Guillermo del Toro loves movies. Loves making them and – maybe even more so – loves talking about them. On the Cronos
DVD’s hour-long interview, the Mexican filmmaker’s jaw flaps joyously about… everything. How David Lean’s Wuthering Heights turned him into a horror nut, his Super-8 shorts, the 10-year evolution of Cronos from script-school project to finished film, his collaborators and his influences from Bava to Whale to Argento to Clive Baker. “Alfonso Cauron told me to watch Hellraiser,” recalls del Toro. “‘Yours is round, his is square.'”

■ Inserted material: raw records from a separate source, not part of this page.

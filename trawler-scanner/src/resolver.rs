use crate::error::ResolutionError;
use regex::Regex;
use serde::Serialize;
use std::net::{IpAddr, Ipv4Addr, ToSocketAddrs};
use tracing::debug;

/// Optional `scheme://` prefix, a host with at least one `.label`, then an optional `/path`.
const URL_PATTERN: &str = r"(?:.*?//)?((?:www\.)?.*?(?:\.\w+)+)(/.*)?";

/// The seed of a crawl: the host every request is sent to and the first path to fetch.
#[derive(Debug, Clone, PartialEq, Eq, Serialize)]
pub struct CrawlTarget {
    pub original_url: String,
    pub base_host: String,
    pub path: String,
    pub ip: Ipv4Addr,
}

/// Split a URL string into its base host and path without touching the network.
///
/// A missing path becomes `/`.
pub fn split_url(raw_url: &str) -> Result<(String, String), ResolutionError> {
    let pattern =
        Regex::new(URL_PATTERN).map_err(|e| ResolutionError::PatternInvalid(e.to_string()))?;

    let captures = pattern
        .captures(raw_url.trim())
        .ok_or_else(|| ResolutionError::MalformedUrl(raw_url.to_string()))?;

    let host = captures
        .get(1)
        .map(|m| m.as_str().to_string())
        .ok_or_else(|| ResolutionError::MalformedUrl(raw_url.to_string()))?;

    let path = captures
        .get(2)
        .map(|m| m.as_str().to_string())
        .unwrap_or_else(|| "/".to_string());

    Ok((host, path))
}

/// Blocking lookup of the first IPv4 address for `host`
pub fn lookup_ipv4(host: &str) -> Result<Ipv4Addr, ResolutionError> {
    let unreachable = |reason: String| ResolutionError::HostUnreachable {
        host: host.to_string(),
        reason,
    };

    let addrs = (host, 0u16)
        .to_socket_addrs()
        .map_err(|e| unreachable(e.to_string()))?;

    addrs
        .filter_map(|addr| match addr.ip() {
            IpAddr::V4(ip) => Some(ip),
            IpAddr::V6(_) => None,
        })
        .next()
        .ok_or_else(|| unreachable("no IPv4 address found".to_string()))
}

/// Resolve a seed URL into a [`CrawlTarget`]. Runs exactly once per crawl.
pub fn resolve(raw_url: &str) -> Result<CrawlTarget, ResolutionError> {
    let (base_host, path) = split_url(raw_url)?;
    let ip = lookup_ipv4(&base_host)?;

    debug!("Resolved {} -> host={} path={} ip={}", raw_url, base_host, path, ip);

    Ok(CrawlTarget {
        original_url: raw_url.to_string(),
        base_host,
        path,
        ip,
    })
}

Cronos’ circular pulp-gothic vampire riff is where it all started for the then-29-year-old, with crusty Mexican antiques-dealer Jesus Gris (Federico Luppi) discovering an ornate clockwork scarab with the ability to grant bloody immortality – much to the chagrin of a dying miser (Claudio Brook) and his face-thumping nephew Angel (Ron Perlman). Stylishly dusted with musty mysticism, Cronos never sinks its teeth to the bone, but despite some grumbling plot-cogs, del Toro’s hallmarks – tragic heart, splatty body horror, prickly insect-fear – are gestating wickedly. Best of all, though, are some delicious flickers of Bunuelian humour: bad-boy Perlman whistling Christmas carols, Luppi tonguing a nosebleed off an immaculate bathroom floor, being embalmed alive (well, undead) and finding rest not in a coffin but in his beloved granddaughter’s toy chest. Best watched with del Toro’s juicy, ardent commentary on full-yak. Jonathan Crocker
RATING: ¬¬¬
EXTRAS: ¬¬¬
Read the original article at Total Film.
[…] has flat run out of ideas to escape from the gigantic bank loans used to fund his debut feature Cronos. In desperation, he enters a South American film competition for a last-chance shot at the meaty […]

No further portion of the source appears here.